Reproduction in vertebrates is governed by gonadotropin-releasing hormone (GnRH) neurons, which release GnRH at the median eminence (ME) to stimulate the secretion of the gonadotropins luteinizing hormone (LH) and follicle-stimulating hormone (FSH) from the anterior pituitary gland. Gonadotropins in turn act in the gonads to promote gametogenesis and steroidogenesis. In males and females, LH secretion occurs in pulses, driven by episodic GnRH release at the ME. In females, a surge in LH secretion, stimulated in most species by an outpour of GnRH, triggers ovulation. In spontaneously ovulating species, estrogen and progesterone secretion finely tune GnRH and gonadotropin release across the ovulatory cycle through feedback regulation, in combination with internal and environmental cues.

Two reports that familial inactivating mutations of the GPR54 gene – encoding the G protein-coupled receptor GPR54 (now referred to as KISS1R) that binds the kisspeptin (KISS1) peptides – cause hypogonadotropic hypogonadism (de Roux et al., 2003, Seminara et al., 2003) propelled kisspeptin-KISS1R signaling to center stage in the regulation of the hypothalamic-pituitary-gonadal (HPG) axis. Identification, shortly thereafter, of Kiss1-expressing neurons in gonadal steroid hormone-sensitive hypothalamic nuclei (Gottsch et al., 2004) prompted a flurry of research into their roles in generating the specific patterns of GnRH and LH secretion, and in relaying gonadal steroid hormone feedback and internal and environmental cues to GnRH neurons [reviewed in (Herbison, 2015)]. In the past ten years, a large body of work, carried out almost exclusively in rodents, and employing modern functional approaches such as patch-clamp electrophysiology, calcium imaging, computer modelling, and chemo- and optogenetics, has substantially contributed to expanding our knowledge of kisspeptin regulation of GnRH neurons.

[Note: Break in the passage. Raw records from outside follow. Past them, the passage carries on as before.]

//! Signature plans: which parameters survive a refactoring, and in what
//! order.
//!
//! A [`SignaturePlan`] lists original parameter indices in their target
//! order; an index absent from the plan means the parameter is removed.
//! Plans are validated against the language's signature rules before any
//! edit is produced, and the same plan is then replayed against every
//! affected signature (the target, its property siblings, event handlers,
//! interface implementers).
//!
//! Two rewriters consume a validated plan:
//!
//! - [`plan_declaration_edits`] rewrites a parameter list in a declaration,
//!   slot by slot, so separators and line wrapping between slots survive.
//! - [`rewrite_call_arguments`] re-emits a scanned call-site argument list
//!   in target order.

use std::sync::LazyLock;

use regex::Regex;
use serde::{Deserialize, Serialize};
use thiserror::Error;

use crate::arglist::ArgumentList;
use crate::decls::Declaration;
use crate::rewrite::{Edit, ModuleId, Span};
use crate::text::extract_span;

/// Recognizes `name:=value` argument syntax.
static NAMED_ARGUMENT: LazyLock<Regex> =
    LazyLock::new(|| Regex::new(r"^[A-Za-z][A-Za-z0-9_]*\s*:=").unwrap());

// ============================================================================
// Plan rules
// ============================================================================

/// A signature-plan rule violation. Checked before any edit is staged; a
/// violation aborts the whole refactoring with zero edits.
#[derive(Debug, Clone, PartialEq, Eq, Error, Serialize, Deserialize)]
#[serde(rename_all = "snake_case")]
pub enum PlanRule {
    /// The plan reproduces the current signature exactly.
    #[error("plan does not change the signature")]
    NoChange,

    /// A plan entry names a parameter index the signature does not have.
    #[error("parameter index {index} out of range ({parameter_count} parameters)")]
    IndexOutOfRange {
        index: usize,
        parameter_count: usize,
    },

    /// The same parameter index appears twice in the plan.
    #[error("parameter index {index} appears more than once")]
    DuplicateIndex { index: usize },

    /// The planned order puts an `Optional` parameter before a required one.
    #[error("optional parameter '{parameter}' would precede a required parameter")]
    OptionalBeforeRequired { parameter: String },

    /// The planned order moves a `ParamArray` off the final slot.
    #[error("param-array parameter '{parameter}' must stay last")]
    ParamArrayNotLast { parameter: String },

    /// An encapsulation request selected no fields.
    #[error("no fields selected")]
    EmptySelection,

    /// An encapsulation request named a record member its type does not have.
    #[error("record type '{udt}' has no member '{member}'")]
    UnknownUdtMember { udt: String, member: String },
}

// ============================================================================
// Parameter descriptors
// ============================================================================

/// One parameter of a signature, with its original position and source text.
#[derive(Debug, Clone, PartialEq, Eq, Serialize, Deserialize)]
pub struct ParameterDescriptor {
    /// Zero-based position in the original signature.
    pub original_index: usize,
    /// Parameter name.
    pub name: String,
    /// Full declaration text as written (`Optional ByVal b As String = "x"`).
    pub text: String,
    /// Declared type, when the source names one.
    #[serde(skip_serializing_if = "Option::is_none")]
    pub type_name: Option<String>,
    /// `Optional` parameter.
    pub is_optional: bool,
    /// `ParamArray` parameter.
    pub is_param_array: bool,
    /// Default value text for optionals.
    #[serde(skip_serializing_if = "Option::is_none")]
    pub default_value: Option<String>,
    /// Span of the declaration text in the module snapshot.
    pub span: Span,
}

/// A parameter paired with the slot it moves into.
#[derive(Debug, Clone, Copy, PartialEq, Eq)]
pub struct PlannedParameter<'a> {
    /// Zero-based slot in the new signature.
    pub target_index: usize,
    pub descriptor: &'a ParameterDescriptor,
}

/// Build descriptors for a signature's parameters, in declaration order.
///
/// Returns `None` when a parameter span does not resolve against the module
/// text, which means the index and the snapshot disagree.
pub fn describe_parameters(
    module_text: &str,
    parameters: &[&Declaration],
) -> Option<Vec<ParameterDescriptor>> {
    parameters
        .iter()
        .enumerate()
        .map(|(index, decl)| {
            let text = extract_span(module_text, &decl.span)?;
            Some(ParameterDescriptor {
                original_index: index,
                name: decl.name.clone(),
                text: text.to_string(),
                type_name: decl.type_name.clone(),
                is_optional: decl.is_optional,
                is_param_array: decl.is_param_array,
                default_value: decl.default_value.clone(),
                span: decl.span,
            })
        })
        .collect()
}

/// Split off the trailing value parameter of a `Property Let`/`Set`-shaped
/// signature. The value parameter keeps its slot through any reordering;
/// only the leading parameters are plannable.
pub fn split_value_parameter(
    pin_value: bool,
    mut descriptors: Vec<ParameterDescriptor>,
) -> (Vec<ParameterDescriptor>, Option<ParameterDescriptor>) {
    if pin_value {
        let pinned = descriptors.pop();
        (descriptors, pinned)
    } else {
        (descriptors, None)
    }
}

// ============================================================================
// Signature plans
// ============================================================================

/// Original parameter indices in their target order; omitted indices are
/// removed.
#[derive(Debug, Clone, PartialEq, Eq, Serialize, Deserialize)]
pub struct SignaturePlan {
    new_order: Vec<usize>,
}

impl SignaturePlan {
    pub fn new(new_order: Vec<usize>) -> Self {
        SignaturePlan { new_order }
    }

    /// Plan that removes the given original indices and keeps the rest in
    /// their current order.
    pub fn removing(parameter_count: usize, removed: &[usize]) -> Self {
        let new_order = (0..parameter_count)
            .filter(|index| !removed.contains(index))
            .collect();
        SignaturePlan { new_order }
    }

    /// Kept original indices, in target order.
    pub fn retained(&self) -> &[usize] {
        &self.new_order
    }

    /// Original indices the plan drops.
    pub fn removed_indices(&self, parameter_count: usize) -> Vec<usize> {
        (0..parameter_count)
            .filter(|index| !self.new_order.contains(index))
            .collect()
    }

    /// Whether the plan keeps every parameter in its current slot.
    pub fn is_identity(&self, parameter_count: usize) -> bool {
        self.new_order.len() == parameter_count
            && self.new_order.iter().enumerate().all(|(slot, &k)| slot == k)
    }

    /// Check the plan against the plannable parameters of a signature.
    pub fn validate(&self, parameters: &[ParameterDescriptor]) -> Result<(), PlanRule> {
        let count = parameters.len();
        let mut seen = vec![false; count];
        for &index in &self.new_order {
            if index >= count {
                return Err(PlanRule::IndexOutOfRange {
                    index,
                    parameter_count: count,
                });
            }
            if seen[index] {
                return Err(PlanRule::DuplicateIndex { index });
            }
            seen[index] = true;
        }

        if self.is_identity(count) {
            return Err(PlanRule::NoChange);
        }

        let last_slot = self.new_order.len().saturating_sub(1);
        for (slot, &index) in self.new_order.iter().enumerate() {
            if parameters[index].is_param_array && slot != last_slot {
                return Err(PlanRule::ParamArrayNotLast {
                    parameter: parameters[index].name.clone(),
                });
            }
        }

        let mut optional_seen = false;
        for &index in &self.new_order {
            let descriptor = &parameters[index];
            if descriptor.is_optional {
                optional_seen = true;
            } else if optional_seen && !descriptor.is_param_array {
                return Err(PlanRule::OptionalBeforeRequired {
                    parameter: descriptor.name.clone(),
                });
            }
        }

        Ok(())
    }

    /// Pair each kept parameter with its target slot.
    pub fn planned<'a>(&self, parameters: &'a [ParameterDescriptor]) -> Vec<PlannedParameter<'a>> {
        self.new_order
            .iter()
            .enumerate()
            .map(|(target_index, &original)| PlannedParameter {
                target_index,
                descriptor: &parameters[original],
            })
            .collect()
    }
}

// ============================================================================
// Declaration rewriting
// ============================================================================

/// Edits that rewrite one declaration's parameter list to match the plan.
///
/// Each surviving slot whose occupant changes is replaced in place, so the
/// separators and any line wrapping between slots stay as written. Trailing
/// removed slots fall to a single deletion. `pinned` is the value parameter
/// of a `Property Let`/`Set`, which never moves.
///
/// The plan must already be validated; slots are addressed by the
/// descriptors' parser spans against the same snapshot the descriptors were
/// built from.
pub fn plan_declaration_edits(
    module: ModuleId,
    plan: &SignaturePlan,
    plannable: &[ParameterDescriptor],
    pinned: Option<&ParameterDescriptor>,
) -> Vec<Edit> {
    let kept = plan.retained();
    let mut edits = Vec::new();

    for (slot, &original) in kept.iter().enumerate() {
        if original == slot {
            continue;
        }
        let slot_descriptor = &plannable[slot];
        let incoming = &plannable[original];
        edits.push(
            Edit::replace(module, slot_descriptor.span, incoming.text.clone())
                .expecting(&slot_descriptor.text),
        );
    }

    if kept.len() < plannable.len() {
        let last = &plannable[plannable.len() - 1];
        let (start, end) = if kept.is_empty() {
            let end = match pinned {
                Some(value_param) => value_param.span.start,
                None => last.span.end,
            };
            (plannable[0].span.start, end)
        } else {
            (plannable[kept.len() - 1].span.end, last.span.end)
        };
        edits.push(Edit::delete(module, Span::new(start, end)));
    }

    edits
}

// ============================================================================
// Call-site rewriting
// ============================================================================

/// A call whose argument shape the rewriter cannot restructure. The caller
/// records the site as skipped instead of failing the refactoring.
#[derive(Debug, Clone, PartialEq, Eq, Error)]
pub enum CallShape {
    /// More positional arguments than the signature has parameters.
    #[error("call passes {found} arguments but the signature takes {expected}")]
    TooManyArguments { expected: usize, found: usize },

    /// The call uses `name:=value` arguments, which this rewriter does not
    /// reorder.
    #[error("call uses named arguments")]
    NamedArguments,
}

/// Re-emit a scanned argument list in the plan's target order.
///
/// Unpassed trailing optionals that move before a passed argument become
/// empty placeholder slots; trailing empty slots are trimmed. Arguments
/// bound to a trailing param-array keep their original relative order, and
/// are dropped when the plan removes the param-array. Returns the new list
/// text, which may equal the current text when the call happens to need no
/// change.
pub fn rewrite_call_arguments(
    plan: &SignaturePlan,
    plannable: &[ParameterDescriptor],
    list: &ArgumentList,
) -> Result<String, CallShape> {
    if list
        .arguments
        .iter()
        .any(|argument| NAMED_ARGUMENT.is_match(&argument.text))
    {
        return Err(CallShape::NamedArguments);
    }

    let param_array_index = plannable
        .last()
        .filter(|descriptor| descriptor.is_param_array)
        .map(|descriptor| descriptor.original_index);

    if param_array_index.is_none() && list.arguments.len() > plannable.len() {
        return Err(CallShape::TooManyArguments {
            expected: plannable.len(),
            found: list.arguments.len(),
        });
    }

    let mut slots: Vec<&str> = Vec::new();
    for &original in plan.retained() {
        if Some(original) == param_array_index {
            continue;
        }
        let text = list
            .arguments
            .get(original)
            .map(|argument| argument.text.as_str())
            .unwrap_or_default();
        slots.push(text);
    }

    if let Some(pa) = param_array_index {
        if plan.retained().contains(&pa) {
            for argument in list.arguments.iter().skip(pa) {
                slots.push(&argument.text);
            }
        }
    }

    while slots.last().is_some_and(|text| text.is_empty()) {
        slots.pop();
    }

    Ok(slots.join(", "))
}

// ============================================================================
// Tests
// ============================================================================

The purpose of this review is to integrate available information to provide the reader with a comprehensive and up-to-date overview of kisspeptin neuron neurophysiology. We will discuss the intrinsic electrophysiological properties of these cells, their place in neuronal circuits that regulate GnRH neuron activity and other functions, and, importantly, regulation of their electrophysiological characteristics by gonadal steroid feedback. Before diving into the details of kisspeptin neuron electrophysiology, we will first give a brief primer on these cells and their roles, discuss the animal models that have been used to study their neurophysiology and provide an account of the various recording configurations that have been employed.